Data for review Block Start

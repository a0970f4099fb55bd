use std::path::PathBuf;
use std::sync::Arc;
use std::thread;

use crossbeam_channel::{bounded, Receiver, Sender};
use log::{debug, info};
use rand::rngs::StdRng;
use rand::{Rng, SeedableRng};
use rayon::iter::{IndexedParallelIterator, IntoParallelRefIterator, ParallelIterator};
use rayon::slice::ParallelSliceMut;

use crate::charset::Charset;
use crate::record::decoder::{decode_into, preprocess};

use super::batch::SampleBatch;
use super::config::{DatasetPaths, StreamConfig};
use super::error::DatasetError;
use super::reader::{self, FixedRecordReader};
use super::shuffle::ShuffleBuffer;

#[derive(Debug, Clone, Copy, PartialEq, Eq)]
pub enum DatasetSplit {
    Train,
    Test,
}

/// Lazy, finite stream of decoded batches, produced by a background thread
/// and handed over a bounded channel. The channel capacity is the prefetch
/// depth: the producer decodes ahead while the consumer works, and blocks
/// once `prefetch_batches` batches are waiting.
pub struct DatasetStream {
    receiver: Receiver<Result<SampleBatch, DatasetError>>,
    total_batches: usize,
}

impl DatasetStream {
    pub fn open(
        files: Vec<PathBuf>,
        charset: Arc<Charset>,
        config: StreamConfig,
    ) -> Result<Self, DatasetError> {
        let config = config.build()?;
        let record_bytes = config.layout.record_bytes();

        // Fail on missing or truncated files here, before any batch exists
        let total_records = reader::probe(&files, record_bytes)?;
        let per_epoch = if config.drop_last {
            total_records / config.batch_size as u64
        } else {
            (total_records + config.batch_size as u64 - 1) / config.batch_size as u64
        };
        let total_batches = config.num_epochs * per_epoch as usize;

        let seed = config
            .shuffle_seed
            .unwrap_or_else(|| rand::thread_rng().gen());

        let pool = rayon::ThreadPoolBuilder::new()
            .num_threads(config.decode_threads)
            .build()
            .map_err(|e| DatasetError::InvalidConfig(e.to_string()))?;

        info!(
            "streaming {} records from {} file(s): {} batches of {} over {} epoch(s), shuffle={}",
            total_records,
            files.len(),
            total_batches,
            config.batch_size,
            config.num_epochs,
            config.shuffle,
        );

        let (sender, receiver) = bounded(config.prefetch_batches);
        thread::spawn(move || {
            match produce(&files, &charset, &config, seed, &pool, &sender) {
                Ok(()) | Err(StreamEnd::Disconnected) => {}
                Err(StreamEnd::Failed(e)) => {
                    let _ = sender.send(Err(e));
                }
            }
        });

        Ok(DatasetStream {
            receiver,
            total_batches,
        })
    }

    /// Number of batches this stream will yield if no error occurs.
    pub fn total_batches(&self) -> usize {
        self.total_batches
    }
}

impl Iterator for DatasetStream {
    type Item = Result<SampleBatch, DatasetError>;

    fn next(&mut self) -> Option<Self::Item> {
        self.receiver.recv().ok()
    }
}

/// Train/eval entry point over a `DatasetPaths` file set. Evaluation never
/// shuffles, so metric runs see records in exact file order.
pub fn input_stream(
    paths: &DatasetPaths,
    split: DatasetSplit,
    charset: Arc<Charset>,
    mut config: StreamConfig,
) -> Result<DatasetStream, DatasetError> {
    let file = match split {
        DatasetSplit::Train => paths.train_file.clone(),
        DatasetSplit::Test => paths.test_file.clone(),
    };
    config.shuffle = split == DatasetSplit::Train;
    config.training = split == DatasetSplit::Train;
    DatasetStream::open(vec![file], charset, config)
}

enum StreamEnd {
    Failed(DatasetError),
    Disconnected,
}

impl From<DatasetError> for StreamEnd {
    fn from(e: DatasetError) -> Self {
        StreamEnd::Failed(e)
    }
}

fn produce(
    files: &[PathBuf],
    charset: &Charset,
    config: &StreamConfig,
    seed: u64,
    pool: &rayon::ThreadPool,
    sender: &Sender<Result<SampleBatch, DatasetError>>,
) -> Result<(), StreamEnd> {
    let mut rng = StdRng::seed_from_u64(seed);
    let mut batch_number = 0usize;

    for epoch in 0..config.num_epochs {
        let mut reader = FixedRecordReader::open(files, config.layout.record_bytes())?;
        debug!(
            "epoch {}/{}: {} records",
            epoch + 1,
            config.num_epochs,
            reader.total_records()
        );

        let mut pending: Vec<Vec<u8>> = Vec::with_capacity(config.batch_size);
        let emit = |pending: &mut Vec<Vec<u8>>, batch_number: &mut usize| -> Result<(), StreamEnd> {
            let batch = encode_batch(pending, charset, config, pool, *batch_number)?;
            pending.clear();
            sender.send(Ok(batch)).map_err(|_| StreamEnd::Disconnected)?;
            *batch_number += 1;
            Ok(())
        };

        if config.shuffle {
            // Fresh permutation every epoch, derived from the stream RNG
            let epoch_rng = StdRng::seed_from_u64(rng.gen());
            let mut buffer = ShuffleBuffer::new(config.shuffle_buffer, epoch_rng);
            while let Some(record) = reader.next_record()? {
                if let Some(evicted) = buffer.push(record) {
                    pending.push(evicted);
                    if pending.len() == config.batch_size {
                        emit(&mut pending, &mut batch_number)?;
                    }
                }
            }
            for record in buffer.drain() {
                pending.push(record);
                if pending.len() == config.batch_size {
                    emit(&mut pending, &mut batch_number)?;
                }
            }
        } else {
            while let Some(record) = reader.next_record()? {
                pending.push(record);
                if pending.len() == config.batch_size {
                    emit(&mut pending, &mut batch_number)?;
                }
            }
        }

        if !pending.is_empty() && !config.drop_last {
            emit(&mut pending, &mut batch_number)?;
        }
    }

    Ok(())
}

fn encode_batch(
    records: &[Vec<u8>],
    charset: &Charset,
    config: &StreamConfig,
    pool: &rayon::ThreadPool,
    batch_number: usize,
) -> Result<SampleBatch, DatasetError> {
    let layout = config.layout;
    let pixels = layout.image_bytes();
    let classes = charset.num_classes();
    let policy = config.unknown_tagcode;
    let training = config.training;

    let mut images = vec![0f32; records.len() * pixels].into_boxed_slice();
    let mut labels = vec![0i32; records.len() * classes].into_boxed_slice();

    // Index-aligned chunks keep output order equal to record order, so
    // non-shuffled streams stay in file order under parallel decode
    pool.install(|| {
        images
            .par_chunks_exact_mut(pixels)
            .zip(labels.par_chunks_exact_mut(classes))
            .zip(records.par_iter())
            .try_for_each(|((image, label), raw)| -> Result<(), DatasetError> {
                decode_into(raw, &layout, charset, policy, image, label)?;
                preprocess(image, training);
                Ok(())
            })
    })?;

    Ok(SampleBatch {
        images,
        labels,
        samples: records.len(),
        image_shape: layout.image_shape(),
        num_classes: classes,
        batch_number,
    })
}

Data for review Block End

■ **Action item**
Line by line, output the listing above without alteration.

■ **The answer**
repository a0970f4099fb55bd
use std::path::PathBuf;
use std::sync::Arc;
use std::thread;

use crossbeam_channel::{bounded, Receiver, Sender};
use log::{debug, info};
use rand::rngs::StdRng;
use rand::{Rng, SeedableRng};
use rayon::iter::{IndexedParallelIterator, IntoParallelRefIterator, ParallelIterator};
use rayon::slice::ParallelSliceMut;

use crate::charset::Charset;
use crate::record::decoder::{decode_into, preprocess};

use super::batch::SampleBatch;
use super::config::{DatasetPaths, StreamConfig};
use super::error::DatasetError;
use super::reader::{self, FixedRecordReader};
use super::shuffle::ShuffleBuffer;

#[derive(Debug, Clone, Copy, PartialEq, Eq)]
pub enum DatasetSplit {
    Train,
    Test,
}

/// Lazy, finite stream of decoded batches, produced by a background thread
/// and handed over a bounded channel. The channel capacity is the prefetch
/// depth: the producer decodes ahead while the consumer works, and blocks
/// once `prefetch_batches` batches are waiting.
pub struct DatasetStream {
    receiver: Receiver<Result<SampleBatch, DatasetError>>,
    total_batches: usize,
}

impl DatasetStream {
    pub fn open(
        files: Vec<PathBuf>,
        charset: Arc<Charset>,
        config: StreamConfig,
    ) -> Result<Self, DatasetError> {
        let config = config.build()?;
        let record_bytes = config.layout.record_bytes();

        // Fail on missing or truncated files here, before any batch exists
        let total_records = reader::probe(&files, record_bytes)?;
        let per_epoch = if config.drop_last {
            total_records / config.batch_size as u64
        } else {
            (total_records + config.batch_size as u64 - 1) / config.batch_size as u64
        };
        let total_batches = config.num_epochs * per_epoch as usize;

        let seed = config
            .shuffle_seed
            .unwrap_or_else(|| rand::thread_rng().gen());

        let pool = rayon::ThreadPoolBuilder::new()
            .num_threads(config.decode_threads)
            .build()
            .map_err(|e| DatasetError::InvalidConfig(e.to_string()))?;

        info!(
            "streaming {} records from {} file(s): {} batches of {} over {} epoch(s), shuffle={}",
            total_records,
            files.len(),
            total_batches,
            config.batch_size,
            config.num_epochs,
            config.shuffle,
        );

        let (sender, receiver) = bounded(config.prefetch_batches);
        thread::spawn(move || {
            match produce(&files, &charset, &config, seed, &pool, &sender) {
                Ok(()) | Err(StreamEnd::Disconnected) => {}
                Err(StreamEnd::Failed(e)) => {
                    let _ = sender.send(Err(e));
                }
            }
        });

        Ok(DatasetStream {
            receiver,
            total_batches,
        })
    }

    /// Number of batches this stream will yield if no error occurs.
    pub fn total_batches(&self) -> usize {
        self.total_batches
    }
}

impl Iterator for DatasetStream {
    type Item = Result<SampleBatch, DatasetError>;

    fn next(&mut self) -> Option<Self::Item> {
        self.receiver.recv().ok()
    }
}

/// Train/eval entry point over a `DatasetPaths` file set. Evaluation never
/// shuffles, so metric runs see records in exact file order.
pub fn input_stream(
    paths: &DatasetPaths,
    split: DatasetSplit,
    charset: Arc<Charset>,
    mut config: StreamConfig,
) -> Result<DatasetStream, DatasetError> {
    let file = match split {
        DatasetSplit::Train => paths.train_file.clone(),
        DatasetSplit::Test => paths.test_file.clone(),
    };
    config.shuffle = split == DatasetSplit::Train;
    config.training = split == DatasetSplit::Train;
    DatasetStream::open(vec![file], charset, config)
}

enum StreamEnd {
    Failed(DatasetError),
    Disconnected,
}

impl From<DatasetError> for StreamEnd {
    fn from(e: DatasetError) -> Self {
        StreamEnd::Failed(e)
    }
}

fn produce(
    files: &[PathBuf],
    charset: &Charset,
    config: &StreamConfig,
    seed: u64,
    pool: &rayon::ThreadPool,
    sender: &Sender<Result<SampleBatch, DatasetError>>,
) -> Result<(), StreamEnd> {
    let mut rng = StdRng::seed_from_u64(seed);
    let mut batch_number = 0usize;

    for epoch in 0..config.num_epochs {
        let mut reader = FixedRecordReader::open(files, config.layout.record_bytes())?;
        debug!(
            "epoch {}/{}: {} records",
            epoch + 1,
            config.num_epochs,
            reader.total_records()
        );

        let mut pending: Vec<Vec<u8>> = Vec::with_capacity(config.batch_size);
        let emit = |pending: &mut Vec<Vec<u8>>, batch_number: &mut usize| -> Result<(), StreamEnd> {
            let batch = encode_batch(pending, charset, config, pool, *batch_number)?;
            pending.clear();
            sender.send(Ok(batch)).map_err(|_| StreamEnd::Disconnected)?;
            *batch_number += 1;
            Ok(())
        };

        if config.shuffle {
            // Fresh permutation every epoch, derived from the stream RNG
            let epoch_rng = StdRng::seed_from_u64(rng.gen());
            let mut buffer = ShuffleBuffer::new(config.shuffle_buffer, epoch_rng);
            while let Some(record) = reader.next_record()? {
                if let Some(evicted) = buffer.push(record) {
                    pending.push(evicted);
                    if pending.len() == config.batch_size {
                        emit(&mut pending, &mut batch_number)?;
                    }
                }
            }
            for record in buffer.drain() {
                pending.push(record);
                if pending.len() == config.batch_size {
                    emit(&mut pending, &mut batch_number)?;
                }
            }
        } else {
            while let Some(record) = reader.next_record()? {
                pending.push(record);
                if pending.len() == config.batch_size {
                    emit(&mut pending, &mut batch_number)?;
                }
            }
        }

        if !pending.is_empty() && !config.drop_last {
            emit(&mut pending, &mut batch_number)?;
        }
    }

    Ok(())
}

fn encode_batch(
    records: &[Vec<u8>],
    charset: &Charset,
    config: &StreamConfig,
    pool: &rayon::ThreadPool,
    batch_number: usize,
) -> Result<SampleBatch, DatasetError> {
    let layout = config.layout;
    let pixels = layout.image_bytes();
    let classes = charset.num_classes();
    let policy = config.unknown_tagcode;
    let training = config.training;

    let mut images = vec![0f32; records.len() * pixels].into_boxed_slice();
    let mut labels = vec![0i32; records.len() * classes].into_boxed_slice();

    // Index-aligned chunks keep output order equal to record order, so
    // non-shuffled streams stay in file order under parallel decode
    pool.install(|| {
        images
            .par_chunks_exact_mut(pixels)
            .zip(labels.par_chunks_exact_mut(classes))
            .zip(records.par_iter())
            .try_for_each(|((image, label), raw)| -> Result<(), DatasetError> {
                decode_into(raw, &layout, charset, policy, image, label)?;
                preprocess(image, training);
                Ok(())
            })
    })?;

    Ok(SampleBatch {
        images,
        labels,
        samples: records.len(),
        image_shape: layout.image_shape(),
        num_classes: classes,
        batch_number,
    })
}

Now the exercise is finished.